START Extracted information

/// Fit every grid point for one (task, cell) unit.
fn train_unit(
    data: &DataMatrix,
    task: &TaskSpec,
    cell_rows: &[usize],
    kernel_kind: KernelKind,
    grid: &HyperGrid,
    folds: usize,
    solver_config: &SolverConfig,
) -> Vec<CandidateModel> {
    let objective = Objective::for_task(task);

    // Rows of the cell that participate in this task, with their working
    // labels (AvA tasks only see their two classes).
    let members: Vec<(usize, f64)> = cell_rows
        .iter()
        .filter_map(|&r| {
            let label = data.label(r).expect("labeled training data");
            task.working_label(label).map(|wl| (r, wl))
        })
        .collect();

    if members.len() < 2 {
        return all_failed(grid);
    }

    // Deterministic holdout: every folds-th member validates, the rest
    // train. Cells too small to split fall back to resubstitution.
    let (train_members, val_members): (Vec<_>, Vec<_>) = if folds >= 2 && members.len() >= folds {
        let (val, train): (Vec<_>, Vec<_>) = members
            .iter()
            .enumerate()
            .partition(|(p, _)| p % folds == 0);
        (
            train.into_iter().map(|(_, m)| *m).collect(),
            val.into_iter().map(|(_, m)| *m).collect(),
        )
    } else {
        (members.clone(), members.clone())
    };

    let train_rows: Vec<&[f64]> = train_members.iter().map(|&(r, _)| data.row(r)).collect();
    let train_labels: Vec<f64> = train_members.iter().map(|&(_, wl)| wl).collect();
    let n = train_rows.len();

    let dense_ok = n * n * std::mem::size_of::<f64>() <= solver_config.cache_bytes;
    let distances = if kernel_kind.is_radial() && dense_ok {
        Some(squared_distance_matrix(&train_rows))
    } else {
        None
    };

    let n_lambdas = grid.lambdas().len();
    let mut candidates: Vec<Option<CandidateModel>> = vec![None; grid.len()];

    for (gi, &gamma) in grid.gammas().iter().enumerate() {
        let kernel = kernel_kind.build(gamma);
        let gram = if dense_ok {
            Some(gram_matrix(kernel.as_ref(), &train_rows, distances.as_deref()))
        } else {
            None
        };

        // Walk lambda from most to least regularized so each solution
        // warm-starts the next, slightly harder one.
        let mut warm: Option<Vec<f64>> = None;
        for li in (0..n_lambdas).rev() {
            let lambda = grid.lambdas()[li];
            let flat = gi * n_lambdas + li;
            let mut source = match &gram {
                Some(g) => KernelSource::dense(g, n),
                None => KernelSource::lazy(
                    kernel.as_ref(),
                    train_rows.clone(),
                    solver_config.cache_bytes,
                ),
            };

            match solve(
                &mut source,
                &train_labels,
                objective,
                lambda,
                solver_config,
                warm.as_deref(),
            ) {
                Ok(outcome) => {
                    warm = Some(outcome.coefficients.clone());
                    let support = outcome.support_indices();
                    let fit = Fit::new(
                        kernel_kind,
                        gamma,
                        support.iter().map(|&j| train_members[j].0).collect(),
                        support.iter().map(|&j| outcome.coefficients[j]).collect(),
                    );
                    candidates[flat] = Some(evaluate_candidate(
                        data,
                        fit,
                        outcome.sweeps,
                        outcome.converged,
                        outcome.objective,
                        &objective,
                        task,
                        &val_members,
                        flat,
                        gi,
                        li,
                        gamma,
                        lambda,
                    ));
                }
                Err(e) => {
                    warn!("candidate fit failed (gamma {gamma}, lambda {lambda}): {e}");
                    warm = None;
                    candidates[flat] =
                        Some(CandidateModel::failed(flat, gi, li, gamma, lambda));
                }
            }
        }
    }

    candidates
        .into_iter()
        .map(|c| c.expect("every grid point visited"))
        .collect()
}

#[allow(clippy::too_many_arguments)]
fn evaluate_candidate(
    data: &DataMatrix,
    fit: Fit,
    sweeps: usize,
    converged: bool,
    objective_value: f64,
    objective: &Objective,
    task: &TaskSpec,
    val_members: &[(usize, f64)],
    grid_index: usize,
    gamma_index: usize,
    lambda_index: usize,
    gamma: f64,
    lambda: f64,
) -> CandidateModel {
    let kernel = fit.kernel();
    let predictions: Vec<f64> = val_members
        .iter()
        .map(|&(r, _)| fit.decision(data, kernel.as_ref(), data.row(r)))
        .collect();
    let labels: Vec<f64> = val_members.iter().map(|&(_, wl)| wl).collect();

    let val_error = objective
        .mean_loss(&labels, &predictions)
        .unwrap_or(f64::INFINITY);

    let (val_pos_error, val_neg_error) = if task.is_classification() {
        (
            class_error(&labels, &predictions, 1.0),
            class_error(&labels, &predictions, -1.0),
        )
    } else {
        (0.0, 0.0)
    };

    CandidateModel {
        grid_index,
        gamma_index,
        lambda_index,
        gamma,
        lambda,
        fit: Some(fit),
        val_error,
        val_pos_error,
        val_neg_error,
        sweeps,
        converged,
        objective: objective_value,
    }
}

/// Unweighted misclassification rate on one class; 0 when the class is
/// absent from the validation slice.
fn class_error(labels: &[f64], predictions: &[f64], class: f64) -> f64 {
    let mut total = 0usize;
    let mut wrong = 0usize;
    for (&y, &p) in labels.iter().zip(predictions.iter()) {
        if y == class {
            total += 1;
            if y * p <= 0.0 {
                wrong += 1;
            }
        }
    }
    if total == 0 {
        0.0
    } else {
        wrong as f64 / total as f64
    }
}

fn all_failed(grid: &HyperGrid) -> Vec<CandidateModel> {
    grid.points()
        .map(|p| {
            CandidateModel::failed(
                grid.flat_index(&p),
                p.gamma_index,
                p.lambda_index,
                p.gamma,
                p.lambda,
            )
        })
        .collect()
}

#[cfg(test)]
mod tests {
    use super::*;

    fn line_data(n: usize) -> DataMatrix {
        let values: Vec<f64> = (0..n).map(|i| i as f64 / n as f64).collect();
        let labels: Vec<f64> = values.iter().map(|x| 2.0 * x + 0.5).collect();
        DataMatrix::new(values, n, 1, labels).unwrap()
    }

    fn small_config() -> ConfigStore {
        let mut config = ConfigStore::new();
        config.set("GAMMA_STEPS", "2").unwrap();
        config.set("LAMBDA_STEPS", "2").unwrap();
        config
    }

    #[test]
    fn test_train_produces_full_grid_rows() {
        let data = line_data(30);
        let outcome = run_train(&data, &small_config()).unwrap();

        assert_eq!(outcome.state.tasks.len(), 1);
        assert_eq!(outcome.state.partition.n_cells(), 1);
        assert_eq!(outcome.table.rows(), 4);
        assert_eq!(outcome.table.cols(), DIAG_COLS);
        // All candidates fit on this easy problem.
        for r in 0..outcome.table.rows() {
            assert_eq!(outcome.table.get(r, 10), 1.0);
        }
    }

    #[test]
    fn test_train_row_order_is_task_cell_grid() {
        let data = line_data(40);
        let mut config = small_config();
        config.set("PARTITION_CHOICE", "1").unwrap();
        config.set("CELL_SIZE", "20").unwrap();
        let outcome = run_train(&data, &config).unwrap();

        assert_eq!(outcome.state.partition.n_cells(), 2);
        let mut expected = Vec::new();
        for cell in 0..2 {
            for gi in 0..2 {
                for li in 0..2 {
                    expected.push((0.0, cell as f64, gi as f64, li as f64));
                }
            }
        }
        for (r, &(t, c, gi, li)) in expected.iter().enumerate() {
            assert_eq!(outcome.table.get(r, 0), t);
            assert_eq!(outcome.table.get(r, 1), c);
            assert_eq!(outcome.table.get(r, 2), gi);
            assert_eq!(outcome.table.get(r, 3), li);
        }
    }

    #[test]
    fn test_train_is_deterministic() {
        let data = line_data(50);
        let mut config = small_config();
        config.set("useCells", "1").unwrap();
        config.set("CELL_SIZE", "16").unwrap();

        let a = run_train(&data, &config).unwrap();
        let b = run_train(&data, &config).unwrap();
        assert_eq!(a.table, b.table);
        assert_eq!(a.state.partition, b.state.partition);
    }

    #[test]
    fn test_empty_grid_fails() {
        let data = line_data(10);
        let mut config = ConfigStore::new();
        config.set("GAMMA_STEPS", "0").unwrap();
        assert!(matches!(
            run_train(&data, &config),
            Err(SvmError::TrainingError(_))
        ));
    }

    #[test]
    fn test_tiny_cell_records_failures_without_aborting() {
        // 21 rows in cells of 20 leaves a 1-row cell whose task cannot
        // fit; its candidates carry the failure flag while the big cell
        // trains normally.
        let data = line_data(21);
        let mut config = small_config();
        config.set("PARTITION_CHOICE", "1").unwrap();
        config.set("CELL_SIZE", "20").unwrap();

        let outcome = run_train(&data, &config).unwrap();
        assert_eq!(outcome.table.rows(), 8);
        let cell0_ok: Vec<f64> = (0..4).map(|r| outcome.table.get(r, 10)).collect();
        let cell1_ok: Vec<f64> = (4..8).map(|r| outcome.table.get(r, 10)).collect();
        assert!(cell0_ok.iter().all(|&ok| ok == 1.0));
        assert!(cell1_ok.iter().all(|&ok| ok == 0.0));
    }

    #[test]
    fn test_multiclass_decomposes_tasks() {
        let values: Vec<f64> = (0..30).map(|i| i as f64).collect();
        let labels: Vec<f64> = (0..30).map(|i| (i % 3) as f64).collect();
        let data = DataMatrix::new(values, 30, 1, labels).unwrap();
        let mut config = small_config();
        config.set("SCENARIO", "MC AvA_hinge").unwrap();

        let outcome = run_train(&data, &config).unwrap();
        assert_eq!(outcome.state.tasks.len(), 3);
        assert_eq!(outcome.table.rows(), 3 * 4);
    }

    #[test]
    fn test_threads_override_matches_serial() {
        let data = line_data(40);
        let mut serial = small_config();
        serial.set("THREADS", "1").unwrap();
        let mut parallel = small_config();
        parallel.set("THREADS", "4").unwrap();

        let a = run_train(&data, &serial).unwrap();
        let b = run_train(&data, &parallel).unwrap();
        assert_eq!(a.table, b.table);
    }
}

END Extracted information

» **Description of the task**: Say how many lines of the records include the string "values"; the number alone is enough.

» **Problem solution**: 5